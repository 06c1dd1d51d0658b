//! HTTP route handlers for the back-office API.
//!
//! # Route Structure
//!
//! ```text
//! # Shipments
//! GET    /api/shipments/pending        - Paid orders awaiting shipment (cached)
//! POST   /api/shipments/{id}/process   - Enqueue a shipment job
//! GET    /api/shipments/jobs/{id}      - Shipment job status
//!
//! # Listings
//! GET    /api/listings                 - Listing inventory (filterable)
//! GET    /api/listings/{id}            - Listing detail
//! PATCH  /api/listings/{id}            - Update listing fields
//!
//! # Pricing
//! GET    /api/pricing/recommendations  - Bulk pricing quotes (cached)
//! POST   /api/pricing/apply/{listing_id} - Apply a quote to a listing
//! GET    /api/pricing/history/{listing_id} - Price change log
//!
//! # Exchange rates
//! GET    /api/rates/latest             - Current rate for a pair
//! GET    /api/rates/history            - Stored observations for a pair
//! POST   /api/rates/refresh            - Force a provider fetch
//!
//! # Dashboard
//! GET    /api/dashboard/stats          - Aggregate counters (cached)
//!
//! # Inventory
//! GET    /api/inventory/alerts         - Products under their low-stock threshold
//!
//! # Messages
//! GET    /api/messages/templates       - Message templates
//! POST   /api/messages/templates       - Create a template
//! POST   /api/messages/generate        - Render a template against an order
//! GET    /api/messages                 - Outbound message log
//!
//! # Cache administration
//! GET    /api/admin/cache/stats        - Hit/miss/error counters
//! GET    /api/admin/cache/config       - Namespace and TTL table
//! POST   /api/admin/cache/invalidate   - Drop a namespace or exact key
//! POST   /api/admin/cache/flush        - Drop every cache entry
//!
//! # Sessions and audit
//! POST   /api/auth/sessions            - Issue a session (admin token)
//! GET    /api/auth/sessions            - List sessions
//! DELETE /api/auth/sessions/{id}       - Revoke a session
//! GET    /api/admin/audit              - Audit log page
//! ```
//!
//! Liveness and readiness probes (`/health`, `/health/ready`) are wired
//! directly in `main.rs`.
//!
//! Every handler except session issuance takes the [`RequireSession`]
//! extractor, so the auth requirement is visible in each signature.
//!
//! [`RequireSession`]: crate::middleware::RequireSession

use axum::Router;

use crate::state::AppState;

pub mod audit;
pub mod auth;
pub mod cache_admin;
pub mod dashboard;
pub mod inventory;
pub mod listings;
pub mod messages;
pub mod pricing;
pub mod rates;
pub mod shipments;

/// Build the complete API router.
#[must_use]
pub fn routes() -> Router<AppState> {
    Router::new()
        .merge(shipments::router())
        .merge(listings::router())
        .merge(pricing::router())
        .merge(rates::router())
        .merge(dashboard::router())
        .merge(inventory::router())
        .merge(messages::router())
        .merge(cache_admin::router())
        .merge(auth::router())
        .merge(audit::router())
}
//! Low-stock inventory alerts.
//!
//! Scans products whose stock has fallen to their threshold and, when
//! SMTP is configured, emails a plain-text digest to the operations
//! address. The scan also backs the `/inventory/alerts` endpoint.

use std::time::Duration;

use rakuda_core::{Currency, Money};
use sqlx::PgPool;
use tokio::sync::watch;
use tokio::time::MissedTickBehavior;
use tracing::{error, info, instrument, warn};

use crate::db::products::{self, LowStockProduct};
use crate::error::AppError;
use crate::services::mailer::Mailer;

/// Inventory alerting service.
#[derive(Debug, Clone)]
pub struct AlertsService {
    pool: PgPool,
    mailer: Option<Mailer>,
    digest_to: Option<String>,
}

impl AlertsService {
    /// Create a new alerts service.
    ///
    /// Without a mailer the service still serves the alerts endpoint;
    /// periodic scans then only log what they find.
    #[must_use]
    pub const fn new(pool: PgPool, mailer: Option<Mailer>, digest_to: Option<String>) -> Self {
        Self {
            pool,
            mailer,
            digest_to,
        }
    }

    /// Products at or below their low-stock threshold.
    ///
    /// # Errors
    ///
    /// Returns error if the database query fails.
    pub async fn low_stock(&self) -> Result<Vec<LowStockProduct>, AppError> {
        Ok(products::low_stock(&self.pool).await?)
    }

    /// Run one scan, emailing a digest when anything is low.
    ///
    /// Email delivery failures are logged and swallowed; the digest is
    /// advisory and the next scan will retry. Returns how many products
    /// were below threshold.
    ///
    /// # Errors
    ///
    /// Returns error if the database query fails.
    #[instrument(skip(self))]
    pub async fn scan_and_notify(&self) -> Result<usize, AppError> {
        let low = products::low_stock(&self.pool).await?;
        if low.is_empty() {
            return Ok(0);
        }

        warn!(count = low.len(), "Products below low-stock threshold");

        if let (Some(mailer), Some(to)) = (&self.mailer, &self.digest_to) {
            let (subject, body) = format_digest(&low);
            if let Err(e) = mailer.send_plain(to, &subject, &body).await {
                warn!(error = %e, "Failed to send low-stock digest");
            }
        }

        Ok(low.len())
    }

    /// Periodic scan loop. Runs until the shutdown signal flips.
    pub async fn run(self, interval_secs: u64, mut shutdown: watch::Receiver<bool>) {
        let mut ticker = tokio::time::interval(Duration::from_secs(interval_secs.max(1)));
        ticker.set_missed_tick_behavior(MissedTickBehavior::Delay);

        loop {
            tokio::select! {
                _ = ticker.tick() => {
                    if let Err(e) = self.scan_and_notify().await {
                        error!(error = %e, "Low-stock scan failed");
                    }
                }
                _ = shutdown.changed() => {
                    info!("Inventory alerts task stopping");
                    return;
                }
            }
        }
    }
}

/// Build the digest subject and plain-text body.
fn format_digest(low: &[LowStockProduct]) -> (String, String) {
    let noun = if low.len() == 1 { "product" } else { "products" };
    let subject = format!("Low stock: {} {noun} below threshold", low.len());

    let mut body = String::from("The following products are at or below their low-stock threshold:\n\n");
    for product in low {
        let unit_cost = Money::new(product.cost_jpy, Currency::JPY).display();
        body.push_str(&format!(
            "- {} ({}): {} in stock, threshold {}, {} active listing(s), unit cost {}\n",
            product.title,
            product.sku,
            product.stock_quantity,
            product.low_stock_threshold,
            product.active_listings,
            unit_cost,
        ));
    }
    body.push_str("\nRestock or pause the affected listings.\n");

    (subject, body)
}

============================================================

__Instructions for the task__
Reproduce each entry precisely, so that nothing differs from the original.

__Task response__
repository 06c1dd1d51d0658b
//! HTTP route handlers for the back-office API.
//!
//! # Route Structure
//!
//! ```text
//! # Shipments
//! GET    /api/shipments/pending        - Paid orders awaiting shipment (cached)
//! POST   /api/shipments/{id}/process   - Enqueue a shipment job
//! GET    /api/shipments/jobs/{id}      - Shipment job status
//!
//! # Listings
//! GET    /api/listings                 - Listing inventory (filterable)
//! GET    /api/listings/{id}            - Listing detail
//! PATCH  /api/listings/{id}            - Update listing fields
//!
//! # Pricing
//! GET    /api/pricing/recommendations  - Bulk pricing quotes (cached)
//! POST   /api/pricing/apply/{listing_id} - Apply a quote to a listing
//! GET    /api/pricing/history/{listing_id} - Price change log
//!
//! # Exchange rates
//! GET    /api/rates/latest             - Current rate for a pair
//! GET    /api/rates/history            - Stored observations for a pair
//! POST   /api/rates/refresh            - Force a provider fetch
//!
//! # Dashboard
//! GET    /api/dashboard/stats          - Aggregate counters (cached)
//!
//! # Inventory
//! GET    /api/inventory/alerts         - Products under their low-stock threshold
//!
//! # Messages
//! GET    /api/messages/templates       - Message templates
//! POST   /api/messages/templates       - Create a template
//! POST   /api/messages/generate        - Render a template against an order
//! GET    /api/messages                 - Outbound message log
//!
//! # Cache administration
//! GET    /api/admin/cache/stats        - Hit/miss/error counters
//! GET    /api/admin/cache/config       - Namespace and TTL table
//! POST   /api/admin/cache/invalidate   - Drop a namespace or exact key
//! POST   /api/admin/cache/flush        - Drop every cache entry
//!
//! # Sessions and audit
//! POST   /api/auth/sessions            - Issue a session (admin token)
//! GET    /api/auth/sessions            - List sessions
//! DELETE /api/auth/sessions/{id}       - Revoke a session
//! GET    /api/admin/audit              - Audit log page
//! ```
//!
//! Liveness and readiness probes (`/health`, `/health/ready`) are wired
//! directly in `main.rs`.
//!
//! Every handler except session issuance takes the [`RequireSession`]
//! extractor, so the auth requirement is visible in each signature.
//!
//! [`RequireSession`]: crate::middleware::RequireSession

use axum::Router;

use crate::state::AppState;

pub mod audit;
pub mod auth;
pub mod cache_admin;
pub mod dashboard;
pub mod inventory;
pub mod listings;
pub mod messages;
pub mod pricing;
pub mod rates;
pub mod shipments;

/// Build the complete API router.
#[must_use]
pub fn routes() -> Router<AppState> {
    Router::new()
        .merge(shipments::router())
        .merge(listings::router())
        .merge(pricing::router())
        .merge(rates::router())
        .merge(dashboard::router())
        .merge(inventory::router())
        .merge(messages::router())
        .merge(cache_admin::router())
        .merge(auth::router())
        .merge(audit::router())
}
//! Low-stock inventory alerts.
//!
//! Scans products whose stock has fallen to their threshold and, when
//! SMTP is configured, emails a plain-text digest to the operations
//! address. The scan also backs the `/inventory/alerts` endpoint.

use std::time::Duration;

use rakuda_core::{Currency, Money};
use sqlx::PgPool;
use tokio::sync::watch;
use tokio::time::MissedTickBehavior;
use tracing::{error, info, instrument, warn};

use crate::db::products::{self, LowStockProduct};
use crate::error::AppError;
use crate::services::mailer::Mailer;

/// Inventory alerting service.
#[derive(Debug, Clone)]
pub struct AlertsService {
    pool: PgPool,
    mailer: Option<Mailer>,
    digest_to: Option<String>,
}

impl AlertsService {
    /// Create a new alerts service.
    ///
    /// Without a mailer the service still serves the alerts endpoint;
    /// periodic scans then only log what they find.
    #[must_use]
    pub const fn new(pool: PgPool, mailer: Option<Mailer>, digest_to: Option<String>) -> Self {
        Self {
            pool,
            mailer,
            digest_to,
        }
    }

    /// Products at or below their low-stock threshold.
    ///
    /// # Errors
    ///
    /// Returns error if the database query fails.
    pub async fn low_stock(&self) -> Result<Vec<LowStockProduct>, AppError> {
        Ok(products::low_stock(&self.pool).await?)
    }

    /// Run one scan, emailing a digest when anything is low.
    ///
    /// Email delivery failures are logged and swallowed; the digest is
    /// advisory and the next scan will retry. Returns how many products
    /// were below threshold.
    ///
    /// # Errors
    ///
    /// Returns error if the database query fails.
    #[instrument(skip(self))]
    pub async fn scan_and_notify(&self) -> Result<usize, AppError> {
        let low = products::low_stock(&self.pool).await?;
        if low.is_empty() {
            return Ok(0);
        }

        warn!(count = low.len(), "Products below low-stock threshold");

        if let (Some(mailer), Some(to)) = (&self.mailer, &self.digest_to) {
            let (subject, body) = format_digest(&low);
            if let Err(e) = mailer.send_plain(to, &subject, &body).await {
                warn!(error = %e, "Failed to send low-stock digest");
            }
        }

        Ok(low.len())
    }

    /// Periodic scan loop. Runs until the shutdown signal flips.
    pub async fn run(self, interval_secs: u64, mut shutdown: watch::Receiver<bool>) {
        let mut ticker = tokio::time::interval(Duration::from_secs(interval_secs.max(1)));
        ticker.set_missed_tick_behavior(MissedTickBehavior::Delay);

        loop {
            tokio::select! {
                _ = ticker.tick() => {
                    if let Err(e) = self.scan_and_notify().await {
                        error!(error = %e, "Low-stock scan failed");
                    }
                }
                _ = shutdown.changed() => {
                    info!("Inventory alerts task stopping");
                    return;
                }
            }
        }
    }
}

/// Build the digest subject and plain-text body.
fn format_digest(low: &[LowStockProduct]) -> (String, String) {
    let noun = if low.len() == 1 { "product" } else { "products" };
    let subject = format!("Low stock: {} {noun} below threshold", low.len());

    let mut body = String::from("The following products are at or below their low-stock threshold:\n\n");
    for product in low {
        let unit_cost = Money::new(product.cost_jpy, Currency::JPY).display();
        body.push_str(&format!(
            "- {} ({}): {} in stock, threshold {}, {} active listing(s), unit cost {}\n",
            product.title,
            product.sku,
            product.stock_quantity,
            product.low_stock_threshold,
            product.active_listings,
            unit_cost,
        ));
    }
    body.push_str("\nRestock or pause the affected listings.\n");

    (subject, body)
}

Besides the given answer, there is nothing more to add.